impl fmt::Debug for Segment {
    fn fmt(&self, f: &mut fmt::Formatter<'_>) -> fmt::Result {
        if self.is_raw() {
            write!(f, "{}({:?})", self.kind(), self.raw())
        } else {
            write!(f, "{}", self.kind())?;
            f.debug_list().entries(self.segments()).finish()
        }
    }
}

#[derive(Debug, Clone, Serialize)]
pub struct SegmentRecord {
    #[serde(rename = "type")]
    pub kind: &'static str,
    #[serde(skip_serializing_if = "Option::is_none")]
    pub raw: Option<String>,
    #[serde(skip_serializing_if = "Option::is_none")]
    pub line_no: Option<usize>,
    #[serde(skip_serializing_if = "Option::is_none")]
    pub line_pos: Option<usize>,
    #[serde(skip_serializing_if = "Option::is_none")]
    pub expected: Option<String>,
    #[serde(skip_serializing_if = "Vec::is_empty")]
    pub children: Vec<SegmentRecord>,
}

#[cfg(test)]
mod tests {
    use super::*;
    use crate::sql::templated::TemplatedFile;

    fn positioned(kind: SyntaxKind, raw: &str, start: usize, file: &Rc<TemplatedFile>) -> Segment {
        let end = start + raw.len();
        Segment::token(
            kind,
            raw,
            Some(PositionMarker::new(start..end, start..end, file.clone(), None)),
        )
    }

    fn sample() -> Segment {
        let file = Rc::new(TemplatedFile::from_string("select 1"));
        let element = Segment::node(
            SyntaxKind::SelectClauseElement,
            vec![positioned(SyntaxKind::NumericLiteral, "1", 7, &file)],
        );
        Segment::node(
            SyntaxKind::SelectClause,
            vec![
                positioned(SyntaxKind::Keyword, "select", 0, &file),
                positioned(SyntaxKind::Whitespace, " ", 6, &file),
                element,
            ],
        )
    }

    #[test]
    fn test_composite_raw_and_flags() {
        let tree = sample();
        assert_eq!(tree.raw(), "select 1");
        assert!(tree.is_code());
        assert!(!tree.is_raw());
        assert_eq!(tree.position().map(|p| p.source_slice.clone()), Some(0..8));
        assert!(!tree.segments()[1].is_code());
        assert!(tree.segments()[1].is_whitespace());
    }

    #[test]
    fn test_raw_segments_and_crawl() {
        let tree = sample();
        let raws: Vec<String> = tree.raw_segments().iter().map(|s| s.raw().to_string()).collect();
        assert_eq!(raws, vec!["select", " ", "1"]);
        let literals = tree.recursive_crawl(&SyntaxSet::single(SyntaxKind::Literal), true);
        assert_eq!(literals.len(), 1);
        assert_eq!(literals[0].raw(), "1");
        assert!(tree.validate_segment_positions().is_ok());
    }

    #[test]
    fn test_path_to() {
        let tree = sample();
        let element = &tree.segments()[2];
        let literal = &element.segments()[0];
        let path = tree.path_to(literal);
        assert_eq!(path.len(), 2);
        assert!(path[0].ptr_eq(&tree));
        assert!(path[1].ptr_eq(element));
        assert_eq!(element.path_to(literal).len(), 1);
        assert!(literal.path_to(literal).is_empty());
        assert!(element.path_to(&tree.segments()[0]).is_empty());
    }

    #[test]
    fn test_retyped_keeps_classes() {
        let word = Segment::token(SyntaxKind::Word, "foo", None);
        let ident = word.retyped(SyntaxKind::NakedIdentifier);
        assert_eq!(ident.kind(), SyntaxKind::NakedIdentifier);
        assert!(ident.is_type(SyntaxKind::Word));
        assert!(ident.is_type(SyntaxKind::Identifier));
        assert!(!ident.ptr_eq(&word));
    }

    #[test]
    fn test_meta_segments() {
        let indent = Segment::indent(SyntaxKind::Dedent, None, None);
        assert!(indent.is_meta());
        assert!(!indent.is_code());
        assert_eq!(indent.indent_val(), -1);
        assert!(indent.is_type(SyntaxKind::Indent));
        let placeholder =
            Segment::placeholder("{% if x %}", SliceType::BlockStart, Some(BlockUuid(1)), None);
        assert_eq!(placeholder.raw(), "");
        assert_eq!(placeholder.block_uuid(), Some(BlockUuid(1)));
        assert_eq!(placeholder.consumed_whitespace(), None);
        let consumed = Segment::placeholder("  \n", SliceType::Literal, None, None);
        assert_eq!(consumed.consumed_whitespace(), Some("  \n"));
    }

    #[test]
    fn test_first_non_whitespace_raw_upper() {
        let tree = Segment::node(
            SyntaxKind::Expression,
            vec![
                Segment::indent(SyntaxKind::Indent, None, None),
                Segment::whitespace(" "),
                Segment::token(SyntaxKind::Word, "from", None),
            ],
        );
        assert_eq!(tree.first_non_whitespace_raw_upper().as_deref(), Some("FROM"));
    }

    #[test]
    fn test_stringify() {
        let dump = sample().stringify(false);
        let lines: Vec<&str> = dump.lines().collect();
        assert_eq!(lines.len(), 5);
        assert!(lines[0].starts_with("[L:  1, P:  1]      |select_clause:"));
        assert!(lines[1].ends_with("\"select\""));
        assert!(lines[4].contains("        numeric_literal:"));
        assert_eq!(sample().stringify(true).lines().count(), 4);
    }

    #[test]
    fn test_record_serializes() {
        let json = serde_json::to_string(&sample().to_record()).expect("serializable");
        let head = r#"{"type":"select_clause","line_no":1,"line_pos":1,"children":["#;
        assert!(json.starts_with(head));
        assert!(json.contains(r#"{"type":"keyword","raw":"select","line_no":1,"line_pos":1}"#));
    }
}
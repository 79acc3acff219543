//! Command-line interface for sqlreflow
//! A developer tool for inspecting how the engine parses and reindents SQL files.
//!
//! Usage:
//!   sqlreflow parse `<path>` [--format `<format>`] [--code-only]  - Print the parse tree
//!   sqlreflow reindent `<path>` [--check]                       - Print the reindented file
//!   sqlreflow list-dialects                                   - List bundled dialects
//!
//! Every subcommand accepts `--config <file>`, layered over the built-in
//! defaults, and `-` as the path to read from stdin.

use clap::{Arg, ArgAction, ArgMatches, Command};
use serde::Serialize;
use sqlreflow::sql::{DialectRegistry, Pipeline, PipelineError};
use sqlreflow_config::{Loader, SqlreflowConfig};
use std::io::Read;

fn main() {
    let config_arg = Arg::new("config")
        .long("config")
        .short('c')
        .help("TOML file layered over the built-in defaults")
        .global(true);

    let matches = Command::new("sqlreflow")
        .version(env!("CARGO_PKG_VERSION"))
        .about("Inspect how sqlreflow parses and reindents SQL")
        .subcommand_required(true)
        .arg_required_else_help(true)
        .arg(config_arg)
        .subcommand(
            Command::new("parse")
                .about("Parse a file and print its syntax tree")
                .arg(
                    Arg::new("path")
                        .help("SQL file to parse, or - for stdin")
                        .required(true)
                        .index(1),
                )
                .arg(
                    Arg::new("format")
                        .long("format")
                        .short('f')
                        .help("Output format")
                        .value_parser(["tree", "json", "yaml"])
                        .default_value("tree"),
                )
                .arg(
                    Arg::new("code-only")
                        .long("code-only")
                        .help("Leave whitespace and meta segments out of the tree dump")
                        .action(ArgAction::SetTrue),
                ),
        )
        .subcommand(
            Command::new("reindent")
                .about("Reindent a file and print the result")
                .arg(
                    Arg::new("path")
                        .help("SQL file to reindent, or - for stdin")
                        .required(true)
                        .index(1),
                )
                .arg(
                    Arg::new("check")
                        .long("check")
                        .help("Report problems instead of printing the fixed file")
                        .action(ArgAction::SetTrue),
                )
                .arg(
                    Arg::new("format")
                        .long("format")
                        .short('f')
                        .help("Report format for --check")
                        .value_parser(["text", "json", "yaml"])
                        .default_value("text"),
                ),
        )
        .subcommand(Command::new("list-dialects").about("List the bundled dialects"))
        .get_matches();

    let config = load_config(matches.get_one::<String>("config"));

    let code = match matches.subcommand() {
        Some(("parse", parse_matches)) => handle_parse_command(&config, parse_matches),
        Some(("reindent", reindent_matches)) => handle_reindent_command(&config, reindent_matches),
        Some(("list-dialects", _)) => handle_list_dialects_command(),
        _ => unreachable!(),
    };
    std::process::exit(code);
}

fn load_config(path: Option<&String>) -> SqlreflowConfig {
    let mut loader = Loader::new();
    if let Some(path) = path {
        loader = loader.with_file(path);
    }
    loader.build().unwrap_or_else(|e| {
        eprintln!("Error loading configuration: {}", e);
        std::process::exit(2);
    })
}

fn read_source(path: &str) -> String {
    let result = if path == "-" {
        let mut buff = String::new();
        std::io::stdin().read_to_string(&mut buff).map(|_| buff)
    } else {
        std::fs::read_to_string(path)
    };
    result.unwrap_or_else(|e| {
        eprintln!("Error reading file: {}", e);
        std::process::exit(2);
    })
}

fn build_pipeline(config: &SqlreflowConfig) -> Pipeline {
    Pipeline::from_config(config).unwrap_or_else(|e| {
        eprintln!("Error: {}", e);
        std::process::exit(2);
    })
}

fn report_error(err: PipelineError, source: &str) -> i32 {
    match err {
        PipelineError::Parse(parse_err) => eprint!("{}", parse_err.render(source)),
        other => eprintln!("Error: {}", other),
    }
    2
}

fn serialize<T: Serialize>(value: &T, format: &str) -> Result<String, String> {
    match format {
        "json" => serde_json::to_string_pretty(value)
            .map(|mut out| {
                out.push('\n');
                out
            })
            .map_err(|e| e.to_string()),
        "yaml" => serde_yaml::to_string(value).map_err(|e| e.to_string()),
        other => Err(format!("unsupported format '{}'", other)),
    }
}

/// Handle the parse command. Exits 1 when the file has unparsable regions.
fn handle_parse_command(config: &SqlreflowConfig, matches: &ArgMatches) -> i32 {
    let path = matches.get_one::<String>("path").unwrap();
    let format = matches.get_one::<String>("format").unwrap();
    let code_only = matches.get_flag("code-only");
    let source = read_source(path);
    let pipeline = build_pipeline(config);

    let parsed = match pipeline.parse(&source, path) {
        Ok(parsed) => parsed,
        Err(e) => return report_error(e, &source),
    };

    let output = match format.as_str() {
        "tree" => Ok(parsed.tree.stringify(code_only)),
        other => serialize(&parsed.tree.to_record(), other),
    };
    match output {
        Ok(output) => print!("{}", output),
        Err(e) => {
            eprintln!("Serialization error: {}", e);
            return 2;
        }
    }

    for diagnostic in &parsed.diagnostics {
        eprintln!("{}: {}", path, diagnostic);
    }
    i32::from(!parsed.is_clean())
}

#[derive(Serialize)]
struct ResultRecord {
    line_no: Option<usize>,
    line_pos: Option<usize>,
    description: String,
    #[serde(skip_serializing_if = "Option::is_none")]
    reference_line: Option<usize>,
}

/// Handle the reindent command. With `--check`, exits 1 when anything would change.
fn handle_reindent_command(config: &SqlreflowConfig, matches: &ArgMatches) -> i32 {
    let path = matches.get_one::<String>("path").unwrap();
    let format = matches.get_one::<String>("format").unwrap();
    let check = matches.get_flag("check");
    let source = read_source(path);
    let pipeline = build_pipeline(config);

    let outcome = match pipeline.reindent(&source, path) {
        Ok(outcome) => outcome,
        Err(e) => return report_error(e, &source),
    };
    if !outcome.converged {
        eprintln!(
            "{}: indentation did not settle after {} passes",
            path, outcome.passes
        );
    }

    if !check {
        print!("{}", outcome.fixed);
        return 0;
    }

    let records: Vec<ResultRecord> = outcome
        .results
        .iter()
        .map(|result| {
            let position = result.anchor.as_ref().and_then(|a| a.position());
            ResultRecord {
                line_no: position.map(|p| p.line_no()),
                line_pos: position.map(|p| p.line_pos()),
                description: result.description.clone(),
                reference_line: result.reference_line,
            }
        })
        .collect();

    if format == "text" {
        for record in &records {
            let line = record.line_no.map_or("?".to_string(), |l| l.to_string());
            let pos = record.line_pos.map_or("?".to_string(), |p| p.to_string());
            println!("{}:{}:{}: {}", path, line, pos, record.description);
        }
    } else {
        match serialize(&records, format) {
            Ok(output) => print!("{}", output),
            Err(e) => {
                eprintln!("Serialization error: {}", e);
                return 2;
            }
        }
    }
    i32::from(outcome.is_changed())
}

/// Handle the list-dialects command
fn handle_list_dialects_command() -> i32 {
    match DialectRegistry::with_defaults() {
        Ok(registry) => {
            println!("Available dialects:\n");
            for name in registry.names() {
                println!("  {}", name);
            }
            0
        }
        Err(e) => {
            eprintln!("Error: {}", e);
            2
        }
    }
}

WHAT TO WORK ON:
Go through the entries above and count the lines containing the word "about"; give only that count.

RESULT OF THIS EXERCISE:
4